Methods and Results— Associations of serum Ca and Pi to mortality were evaluated in a community-based cohort of 2176 men (mean age, 50.1 years). During follow-up (median, 29.8 years), 1009 men died, and 466 of these deaths resulted from cardiovascular causes. In Cox proportional hazards models, serum Pi and [Ca×Pi] were independent predictors of total mortality (hazard ratio per SD, 1.06; 95% CI, 1.01–1.12; P=0.03; 1.07; 95% CI, 1.01–1.12; P=0.01) and cardiovascular mortality (1.10; 95% CI, 1.02–1.18; P=0.01; 1.10; 95% CI, 1.03–1.19; P=0.008). Serum Ca was associated with risk of total mortality (1.08; 95% CI, 1.01–1.16; P=0.02) and noncardiovascular mortality (1.10; 95% CI, 1.01–1.21; P=0.04). Results were consistent after multivariate adjustments in subsamples of individuals with estimated glomerular filtration rate >90 mL/min and low-to-normal serum Ca and Pi.
Conclusion— Circulating Ca and Pi levels are associated with risks of total, cardiovascular, and noncardiovascular mortality in the community, and their conjoint effects are additive. Additional studies are warranted to evaluate whether Ca and Pi are modifiable risk factors in the general population.

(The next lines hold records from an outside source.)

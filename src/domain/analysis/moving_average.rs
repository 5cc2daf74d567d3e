//! Moving-average trend analysis: MA20 lifeline for the swing view, MA5/MA10
//! and MA20 bias for the short-term view.

use crate::domain::analysis::{fmt2, require_bars, AnalysisResult};
use crate::domain::error::AnalysisError;
use crate::domain::indicator::calculate_sma;
use crate::domain::ohlcv::{OhlcvBar, PriceSeries};
use crate::domain::signal::Bias;

/// Longest window (60) plus one bar for slopes and crossovers.
pub const MA_MIN_BARS: usize = 61;
pub const BIAS_EXTREME_PCT: f64 = 20.0;
const PULLBACK_TOLERANCE: f64 = 1.01;
const TITLE: &str = "Moving Average Trend";

/// Latest simple moving average over `period` closes, if enough bars exist.
pub fn latest_sma(bars: &[OhlcvBar], period: usize) -> Option<f64> {
    calculate_sma(bars, period).latest_simple()
}

fn sma_pair(bars: &[OhlcvBar], period: usize) -> Result<(f64, f64), AnalysisError> {
    let series = calculate_sma(bars, period);
    match (series.latest_simple(), series.previous_simple()) {
        (Some(current), Some(previous)) => Ok((current, previous)),
        _ => Err(AnalysisError::Computation {
            reason: format!("MA{period} unavailable"),
        }),
    }
}

#[derive(Debug, Clone, Copy, PartialEq, Eq)]
pub enum MaSwing {
    HoldLong,
    AddOnPullback,
    Breakout,
    Consolidating,
    Exit,
    Weakening,
    Neutral,
}

impl MaSwing {
    pub fn label(self) -> &'static str {
        match self {
            MaSwing::HoldLong => "Swing hold (long)",
            MaSwing::AddOnPullback => "Add on pullback",
            MaSwing::Breakout => "Swing breakout",
            MaSwing::Consolidating => "Watch (consolidating)",
            MaSwing::Exit => "Swing sell (short)",
            MaSwing::Weakening => "Caution (weakening)",
            MaSwing::Neutral => "Watch",
        }
    }

    fn description(self) -> &'static str {
        match self {
            MaSwing::HoldLong => "Above a rising MA20 lifeline",
            MaSwing::AddOnPullback => "Pullback to the MA20 lifeline held",
            MaSwing::Breakout => "Fresh breakout above the MA20 lifeline",
            MaSwing::Consolidating => "Above MA20 but the average is flat, momentum lacking",
            MaSwing::Exit => "Below a falling MA20 lifeline, stop out",
            MaSwing::Weakening => "Broke below the lifeline, awaiting confirmation",
            MaSwing::Neutral => "Price consolidating around the lifeline",
        }
    }

    pub fn bias(self) -> Bias {
        match self {
            MaSwing::HoldLong | MaSwing::AddOnPullback | MaSwing::Breakout => Bias::Bullish,
            MaSwing::Exit | MaSwing::Weakening => Bias::Bearish,
            MaSwing::Consolidating | MaSwing::Neutral => Bias::Neutral,
        }
    }
}

#[derive(Debug, Clone, Copy, PartialEq, Eq)]
pub enum MaShortTerm {
    Strong,
    TakeProfit,
    GoldenCross,
    ShortSell,
    SpeculativeRebound,
    Quiet,
}

impl MaShortTerm {
    pub fn label(self) -> &'static str {
        match self {
            MaShortTerm::Strong => "Strong buy",
            MaShortTerm::TakeProfit => "Take profit",
            MaShortTerm::GoldenCross => "Short-term buy",
            MaShortTerm::ShortSell => "Short-term sell",
            MaShortTerm::SpeculativeRebound => "Speculative rebound (risky)",
            MaShortTerm::Quiet => "Watch",
        }
    }

    fn description(self) -> &'static str {
        match self {
            MaShortTerm::Strong => "riding the 5-day line",
            MaShortTerm::TakeProfit => "positive bias overextended, pullback likely",
            MaShortTerm::GoldenCross => "MA5 crossed above MA10",
            MaShortTerm::ShortSell => "held down by the 5-day line",
            MaShortTerm::SpeculativeRebound => "negative bias overextended, rebound possible",
            MaShortTerm::Quiet => "no clear short-term signal",
        }
    }

    /// Short-term states strong enough to override the swing signal.
    pub fn overrides_swing(self) -> bool {
        matches!(self, MaShortTerm::TakeProfit | MaShortTerm::SpeculativeRebound)
    }

    pub fn bias(self) -> Bias {
        match self {
            MaShortTerm::Strong | MaShortTerm::GoldenCross | MaShortTerm::SpeculativeRebound => {
                Bias::Bullish
            }
            MaShortTerm::TakeProfit | MaShortTerm::ShortSell => Bias::Bearish,
            MaShortTerm::Quiet => Bias::Neutral,
        }
    }
}

#[derive(Debug, Clone, Copy, PartialEq)]
pub struct MaReading {
    pub price: f64,
    pub prev_price: f64,
    pub low: f64,
    pub ma5: f64,
    pub ma10: f64,
    pub ma20: f64,
    pub ma60: f64,
    pub prev_ma5: f64,
    pub prev_ma10: f64,
    pub prev_ma20: f64,
}

impl MaReading {
    pub fn read(series: &PriceSeries) -> Result<Self, AnalysisError> {
        require_bars("MA", series.len(), MA_MIN_BARS)?;
        let bars = series.bars();
        let latest = &bars[bars.len() - 1];
        let previous = &bars[bars.len() - 2];

        let (ma5, prev_ma5) = sma_pair(bars, 5)?;
        let (ma10, prev_ma10) = sma_pair(bars, 10)?;
        let (ma20, prev_ma20) = sma_pair(bars, 20)?;
        let (ma60, _) = sma_pair(bars, 60)?;

        Ok(Self {
            price: latest.close,
            prev_price: previous.close,
            low: latest.low,
            ma5,
            ma10,
            ma20,
            ma60,
            prev_ma5,
            prev_ma10,
            prev_ma20,
        })
    }

    pub fn ma20_slope(&self) -> f64 {
        self.ma20 - self.prev_ma20
    }

    /// Percentage deviation of price from MA20.
    pub fn bias_pct(&self) -> f64 {
        (self.price - self.ma20) / self.ma20 * 100.0
    }

    /// MA5 > MA10 > MA20 > MA60.
    pub fn is_bullish_alignment(&self) -> bool {
        self.ma5 > self.ma10 && self.ma10 > self.ma20 && self.ma20 > self.ma60
    }

    pub fn swing(&self) -> MaSwing {
        let slope = self.ma20_slope();
        if self.price > self.ma20 {
            if slope <= 0.0 {
                return MaSwing::Consolidating;
            }
            if self.prev_price < self.prev_ma20 {
                MaSwing::Breakout
            } else if self.low <= self.ma20 * PULLBACK_TOLERANCE {
                MaSwing::AddOnPullback
            } else {
                MaSwing::HoldLong
            }
        } else if self.price < self.ma20 {
            if slope < 0.0 {
                MaSwing::Exit
            } else {
                MaSwing::Weakening
            }
        } else {
            MaSwing::Neutral
        }
    }

    pub fn short_term(&self) -> MaShortTerm {
        if self.ma5 > self.ma10 && self.price > self.ma5 {
            if self.bias_pct() > BIAS_EXTREME_PCT {
                MaShortTerm::TakeProfit
            } else {
                MaShortTerm::Strong
            }
        } else if self.ma5 > self.ma10 && self.prev_ma5 <= self.prev_ma10 {
            MaShortTerm::GoldenCross
        } else if self.ma5 < self.ma10 {
            if self.bias_pct() < -BIAS_EXTREME_PCT {
                MaShortTerm::SpeculativeRebound
            } else if self.price < self.ma5 {
                MaShortTerm::ShortSell
            } else {
                MaShortTerm::Quiet
            }
        } else {
            MaShortTerm::Quiet
        }
    }

    /// Trend classification from the swing view.
    pub fn trend(&self) -> Bias {
        self.swing().bias()
    }

    pub fn to_result(&self) -> AnalysisResult {
        let swing = self.swing();
        let short = self.short_term();

        let (signal, bias) = if short.overrides_swing() {
            (short.label(), short.bias())
        } else {
            (swing.label(), swing.bias())
        };

        let description = format!("{}. {}", swing.description(), capitalize(short.description()));

        AnalysisResult::new(TITLE, signal, bias, description)
            .with("Price", fmt2(self.price))
            .with("MA5 (short)", fmt2(self.ma5))
            .with("MA20 (lifeline)", fmt2(self.ma20))
            .with("MA60 (trend)", fmt2(self.ma60))
            .with("Swing status", swing.label())
            .with("Short-term status", short.label())
    }
}

fn capitalize(text: &str) -> String {
    let mut chars = text.chars();
    match chars.next() {
        Some(first) => first.to_uppercase().chain(chars).collect(),
        None => String::new(),
    }
}

pub fn analyze(series: &PriceSeries) -> Result<AnalysisResult, AnalysisError> {
    match MaReading::read(series) {
        Ok(reading) => Ok(reading.to_result()),
        Err(err @ AnalysisError::InsufficientData { .. }) => {
            Ok(AnalysisResult::insufficient(TITLE, &err))
        }
        Err(err) => Err(err),
    }
}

Maintenance of normal serum calcium (Ca) and inorganic phosphorous (Pi) levels is a prerequisite for multiple physiological processes, including bone formation, vascular function, several metabolic pathways, and intracellular signaling. Accordingly, abnormalities in Ca and Pi homeostasis have been implicated as direct or indirect culprits in a variety of skeletal, endocrine, and cardiovascular disorders.1–3 In the community, abnormalities in Ca and Pi metabolism are most commonly found in individuals with impaired renal function. Major consequences of hyperphosphatemia and an elevated Ca×Pi product ([Ca×Pi]) in patients with chronic kidney disease (CKD) are vascular calcification and increased risk of cardiovascular morbidity and mortality.4,5 Recent studies also support that a higher serum Pi levels, even within the normal range, are associated with abnormal vascular phenotypes such as increased carotid intima-media thickness6 and arterial stiffness.7
Data on the prospective associations of circulating Ca, Pi, and [Ca×Pi] to mortality in the community are scarce. In a recent community-based study, serum Pi, but not Ca, levels were related to risk of cardiovascular events.8 In contrast, another study showed that higher serum Ca predicted myocardial infarction in middle-aged men.9 It is largely unexplored whether the risks associated with higher Ca and Pi are sustained over longer time periods. More importantly, given the diverse functions of Ca and Pi in human physiology, it remains to be investigated whether circulating Ca and Pi levels in healthy individuals are related to noncardiovascular mortality. A recent study by Onufrak et al10 identified an association between serum Pi level and risk of all-cause mortality.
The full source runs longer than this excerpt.